Thus are drafted a whole class of "handmaids," whose function is to bear the children of the elite, to be fecund or else (else being certain death, sent out to be toxic-waste removers on outlying islands). The narrative frame for Atwood's dystopian vision is the hopeless private testimony of one of these surrogate mothers, Offred ("of" plus the name of her male protector). Lying cradled by the body of the barren wife, being meanwhile serviced by the husband, Offred's "ceremony" must be successful—if she does not want to join the ranks of the other disappeared (which include her mother, her husband—dead—and small daughter, all taken away during the years of revolt).
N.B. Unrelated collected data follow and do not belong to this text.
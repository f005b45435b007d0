//! Ranking, status and history queries over recorded evaluations.
//!
//! These only read the record store; they never take part in the write path.

use std::cmp::Ordering;
use std::collections::HashMap;

use chrono::{DateTime, Utc};
use serde::{Deserialize, Serialize};

use crate::error::{EvalError, Result};
use crate::model::{EvaluationRecord, EvaluationState, Repository};
use crate::traits::RecordStore;

/// A repository's aggregated score and status across its evaluations.
#[derive(Debug, Clone, PartialEq, Serialize, Deserialize)]
pub struct RankEntry {
    pub repository_id: String,
    pub repository_name: String,
    pub repository_url: String,
    /// Mean of the non-null scores, `None` if there are none.
    pub total_score: Option<f64>,
    pub status: EvaluationState,
    /// Some evaluation lacks a score, or nothing was scored at all.
    pub unscored: bool,
}

/// Ranked entries for a challenge.
#[derive(Debug, Clone, Serialize, Deserialize)]
pub struct RankReport {
    pub challenge_id: String,
    pub entries: Vec<RankEntry>,
    pub generated_at: DateTime<Utc>,
}

/// Latest evaluation state of one repository.
#[derive(Debug, Clone, PartialEq, Serialize, Deserialize)]
pub struct RepositoryStatus {
    pub repository_id: String,
    pub repository_name: String,
    pub challenge_id: String,
    pub state: EvaluationState,
    pub last_updated: DateTime<Utc>,
}

/// A repository with all of its evaluation records.
#[derive(Debug, Clone, Serialize, Deserialize)]
pub struct RepositoryHistory {
    pub repository: Repository,
    pub evaluations: Vec<EvaluationRecord>,
}

/// Rank the repositories of a challenge.
pub async fn rank_challenge(store: &dyn RecordStore, challenge_id: &str) -> Result<RankReport> {
    let repositories = store.list_repositories(challenge_id).await?;
    if repositories.is_empty() {
        return Err(EvalError::NoRepositories(challenge_id.to_string()));
    }
    let evaluations = store.list_evaluations_for_challenge(challenge_id).await?;

    Ok(RankReport {
        challenge_id: challenge_id.to_string(),
        entries: rank_entries(&repositories, &evaluations),
        generated_at: Utc::now(),
    })
}

/// Aggregate and order rank entries.
///
/// Scored repositories come first, highest score first. Ties and unscored
/// repositories keep the order of `repositories`.
pub fn rank_entries(repositories: &[Repository], evaluations: &[EvaluationRecord]) -> Vec<RankEntry> {
    let grouped = group_by_repository(evaluations);

    let mut entries: Vec<RankEntry> = repositories
        .iter()
        .map(|repo| {
            let records = grouped.get(repo.id.as_str()).map(Vec::as_slice).unwrap_or(&[]);
            let scores: Vec<f64> = records.iter().filter_map(|r| r.score).collect();
            let total_score = if scores.is_empty() {
                None
            } else {
                Some(scores.iter().sum::<f64>() / scores.len() as f64)
            };

            RankEntry {
                repository_id: repo.id.clone(),
                repository_name: repo.name.clone(),
                repository_url: repo.url.clone(),
                total_score,
                status: aggregate_state(records),
                unscored: scores.is_empty() || scores.len() < records.len(),
            }
        })
        .collect();

    // `sort_by` is stable, so equal scores keep listing order.
    entries.sort_by(|a, b| match (a.total_score, b.total_score) {
        (Some(x), Some(y)) => y.total_cmp(&x),
        (Some(_), None) => Ordering::Less,
        (None, Some(_)) => Ordering::Greater,
        (None, None) => Ordering::Equal,
    });
    entries
}

/// Combined state of a repository's records.
///
/// Any record mid-cycle makes the repository `UnderEvaluation`; it is
/// `Evaluated` only when every record is; otherwise `NotEvaluated`.
pub fn aggregate_state(records: &[&EvaluationRecord]) -> EvaluationState {
    if records
        .iter()
        .any(|r| r.state == EvaluationState::UnderEvaluation)
    {
        EvaluationState::UnderEvaluation
    } else if !records.is_empty() && records.iter().all(|r| r.state == EvaluationState::Evaluated)
    {
        EvaluationState::Evaluated
    } else {
        EvaluationState::NotEvaluated
    }
}

/// Per-repository status of a challenge, sorted by repository name.
pub async fn status_for_challenge(
    store: &dyn RecordStore,
    challenge_id: &str,
) -> Result<Vec<RepositoryStatus>> {
    let repositories = store.list_repositories(challenge_id).await?;
    let evaluations = store.list_evaluations_for_challenge(challenge_id).await?;
    let grouped = group_by_repository(&evaluations);

    let mut statuses: Vec<RepositoryStatus> = repositories
        .iter()
        .map(|repo| {
            let latest = grouped
                .get(repo.id.as_str())
                .and_then(|records| records.iter().max_by_key(|r| r.updated_at));
            RepositoryStatus {
                repository_id: repo.id.clone(),
                repository_name: repo.name.clone(),
                challenge_id: challenge_id.to_string(),
                state: latest.map(|r| r.state).unwrap_or_default(),
                last_updated: latest.map(|r| r.updated_at).unwrap_or(repo.created_at),
            }
        })
        .collect();

    statuses.sort_by_key(|s| s.repository_name.to_lowercase());
    Ok(statuses)
}

/// A repository of a challenge together with all its evaluations.
pub async fn repository_history(
    store: &dyn RecordStore,
    challenge_id: &str,
    repository_id: &str,
) -> Result<RepositoryHistory> {
    let repository = store
        .get_repository(repository_id, challenge_id)
        .await?
        .ok_or_else(|| EvalError::not_found("repository", repository_id))?;
    let mut evaluations = store.list_evaluations_for_repository(repository_id).await?;
    evaluations.retain(|e| e.challenge_id == challenge_id);
    Ok(RepositoryHistory {
        repository,
        evaluations,
    })
}

fn group_by_repository(evaluations: &[EvaluationRecord]) -> HashMap<&str, Vec<&EvaluationRecord>> {
    let mut grouped: HashMap<&str, Vec<&EvaluationRecord>> = HashMap::new();
    for evaluation in evaluations {
        grouped
            .entry(evaluation.repository_id.as_str())
            .or_default()
            .push(evaluation);
    }
    grouped
}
One Of her only human conduits is a gradually developing affair with her master's chauffeur—something that's balanced more than offset, though, by the master's hypocritically un-Puritan use of her as a kind of B-girl at private parties held by the ruling men in a spirit of nostalgia and lust. This latter relationship, edging into real need (the master's), is very effectively done; it highlights the handmaid's (read Everywoman's) eternal exploitation, profane or sacred ("We are two-legged wombs, that's all: sacred vessels, ambulatory chalices"). Atwood, to her credit, creates a chillingly specific, imaginable night-mare. The book is short on characterization—this is Atwood, never a warm writer, at her steeliest—and long on cynicism—it's got none of the human credibility of a work such as Walker Percy's Love In The Ruins. But the scariness is visceral, a world that's like a dangerous and even fatal grid, an electrified fence.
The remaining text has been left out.